アイドルの仕事がオフでも、男道らーめんは営業日だ。昼営業が一段落して、また夜からの開店準備に勤しむ道流が空になったダンボールを出しに裏口から出ると、店脇の路地から猫の鳴き声がした。きっと─チャンプか覇王か名前はまだ決着していないが、顔見知りのあの子猫だろうと当たりをつけて覗きこめば、猫と一緒に室外機の陰にしゃがみこんでいる姿があった。
「漣。来ていたんだな。店に入ってくればいいのに」
「別に。オレ様は覇王に用があっただけだし」
声をかけると顔は上げたものの、すぐにふいと目をそらされる。口ぶりからしても機嫌が良くないようだった。対照的に猫の方は機嫌が良いらしく、道流にもニャアと擦り寄ってきた。
「お、どうした? 腹が減ってるのかな。しかし今あげるとなぁ。もうすぐタケルもおやつを持ってくるかもしれないし…」
「チビは来ねえよ」
「ん? そうなのか?」
「アイツはウワキ中」
「う、浮気っ!?」
思ってもみない単語が出てきて言葉に詰まる。道流の動揺を意に介さず、漣はむくれた顔のまま続けた。
「ネコカフェ?とかいうとこ行ってる。あの猫背のヒゲと一緒に」
「あ、そういうことか……。次郎と猫カフェにな」
「ウワキだろ。覇王がいるのに、他のネコに構ってんだ」
スキャンダルの心配は不要だったことに道流は胸を撫で下ろしたが、漣は苛立ちを紛らわすように猫の腹を撫でている。道流もその隣にしゃがんだ。これから仕込みがあるから猫には触らないけれど、漣の口を尖らせた横顔に向かって話す。
「漣も一緒に行きたかったのか?」
「ハア? なんでそーなるンだよ。オレ様は別に、覇王だけでいい」
「はは、そうか。漣は一途なんだな」
「イチズ……そーだ。オレ様はチビみたいに、フラフラ他のヤツのとこ行かねえし」
漣の口振りでは浮気されている張本人……張本猫、は呑気な顔でゴロゴロ喉を鳴らしている。元々タケルと漣を二股にかけるやり手の猫だ。浮気にも寛容なのかもしれない、というのは道流の想像だが。

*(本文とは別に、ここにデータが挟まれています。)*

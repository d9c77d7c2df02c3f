/// Client-side argument checks, run before signing or any network activity.
use crate::errors::TokopayError;
use crate::models::PaymentMethod;

/// Amount must be finite and strictly positive.
pub fn validate_amount(amount: f64) -> Result<(), TokopayError> {
    if !amount.is_finite() || amount <= 0.0 {
        return Err(TokopayError::validation(
            "Invalid amount. Amount must be a positive number",
        ));
    }
    Ok(())
}

pub fn validate_ref_id(ref_id: &str) -> Result<(), TokopayError> {
    if ref_id.is_empty() {
        return Err(TokopayError::validation(
            "Invalid reference ID. Reference ID must be a non-empty string",
        ));
    }
    Ok(())
}

/// Resolve a channel code; the error message lists every valid code.
pub fn validate_payment_method(method: &str) -> Result<PaymentMethod, TokopayError> {
    method.parse()
}

pub fn validate_customer(name: &str, email: &str) -> Result<(), TokopayError> {
    if name.is_empty() || email.is_empty() {
        return Err(TokopayError::validation(
            "Customer name and email are required",
        ));
    }
    Ok(())
}
/// Unit tests for client-side argument validation.
use tokopay_sdk::validation::*;
use tokopay_sdk::{ErrorCode, PaymentMethod};

#[test]
fn test_positive_amounts_pass() {
    for amount in [0.01, 1.0, 100.0, 10_000.5, 1e12] {
        assert!(validate_amount(amount).is_ok(), "{amount} should pass");
    }
}

#[test]
fn test_non_positive_and_non_finite_amounts_fail() {
    for amount in [0.0, -0.0, -1.0, -1e9, f64::NAN, f64::INFINITY, f64::NEG_INFINITY] {
        let err = validate_amount(amount).unwrap_err();
        assert_eq!(err.code, ErrorCode::ValidationError, "{amount} should fail");
        assert_eq!(err.message, "Invalid amount. Amount must be a positive number");
    }
}

#[test]
fn test_ref_id() {
    assert!(validate_ref_id("INV-1").is_ok());
    assert!(validate_ref_id(" ").is_ok());

    let err = validate_ref_id("").unwrap_err();
    assert_eq!(err.code, ErrorCode::ValidationError);
    assert_eq!(
        err.message,
        "Invalid reference ID. Reference ID must be a non-empty string"
    );
}

#[test]
fn test_every_known_payment_method_parses() {
    for method in PaymentMethod::ALL {
        assert_eq!(validate_payment_method(method.code()).unwrap(), method);
    }
    assert_eq!(
        validate_payment_method("QRIS_REALTIME_NOBU").unwrap(),
        PaymentMethod::QrisRealtimeNobu
    );
}

#[test]
fn test_unknown_payment_methods_fail_and_list_valid_set() {
    for method in ["OVO", "gopay", "", "BRI VA", "QRIS "] {
        let err = validate_payment_method(method).unwrap_err();
        assert_eq!(err.code, ErrorCode::ValidationError);
        assert!(err.message.starts_with("Invalid payment method. Valid methods are: "));
        for valid in PaymentMethod::ALL {
            assert!(err.message.contains(valid.code()));
        }
    }
}

#[test]
fn test_valid_codes_list_is_complete_and_ordered() {
    assert_eq!(
        PaymentMethod::valid_codes(),
        "BRIVA, BCAVA, BNIVA, MANDIRIVA, PERMATAVA, PERMATAVAA, CIMBVA, DANAMONVA, \
         BSIVA, BNCVA, TELKOMSEL, AXIS, XL, TRI, SHOPEEPAY, GOPAY, DANA, LINKAJA, \
         QRIS, QRISREALTIME, QRIS_REALTIME_NOBU"
    );
}

#[test]
fn test_customer_fields() {
    assert!(validate_customer("John Doe", "john@example.com").is_ok());

    for (name, email) in [("", "john@example.com"), ("John Doe", ""), ("", "")] {
        let err = validate_customer(name, email).unwrap_err();
        assert_eq!(err.code, ErrorCode::ValidationError);
        assert_eq!(err.message, "Customer name and email are required");
    }
}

むしろ深刻そうに顔を強ばらせているのは、一途で浮気を許せない漣の方。
「漣はタケルが浮気するとそんな顔するんだなあ」
「……そんな顔って、どんなだよ……」
その時、漣に撫でられていた子猫がぴくりと身を起こした。そのまま軽い足取りで店の裏口とは逆側へ駆けていく。つられて目線で追った先には、小柄な少年がいた。
「チビ……」
「お、タケル。おかえり!」
「二人ともいたのか。えっと、ただいま…でいいのか?」
道流からの呼びかけにタケルは戸惑いつつも返事をする。その足元をウロウロ歩き回っている子猫は、タケルの抱えた紙袋に興味津々のようだ。
「猫カフェに行ってたんだって?楽しかったか?」
「ああ。知ってたんだな円城寺さん。そう、それでこれは、チャンプへのおみやげ」
屈んで猫と目線を合わせながら袋を開けてみせるタケルに、漣は大股で歩み寄ると紙袋の中身を奪った。猫用のおやつと、フサフサのねこじゃらし。
「覇王、こんなもんに騙されんじゃねーぞ!よく嗅げ、コイツ他のネコの匂いさせまくってるだろ」
「おい返せ。チャンプに変なこと吹き込むな」
「本当のことだろ。このウワキモノ!」
「誰がだ。覚えたての言葉を適当に使うなバカ」
そういえば、と道流は思い出す。最近二人が出演した学園ものの恋愛ドラマがあった。漣の語彙はそこからかと腑に落ちる。ワイワイと騒ぐ二人の足元で、子猫は空の紙袋に出たり入ったりときままに遊んでいる。
寂しそうだった漣の顔が、タケルが来た途端にキラキラと輝きだした。そのことをわざわざ口にするほど道流は野暮ではないけれど。
「今度は漣も誘ってくれるよう、次郎に頼んでみるか」
独りごちて、そろそろ言い合いを止めるため道流も二人に合流する。その足元を灰色の猫はするりとくぐり抜けて行った。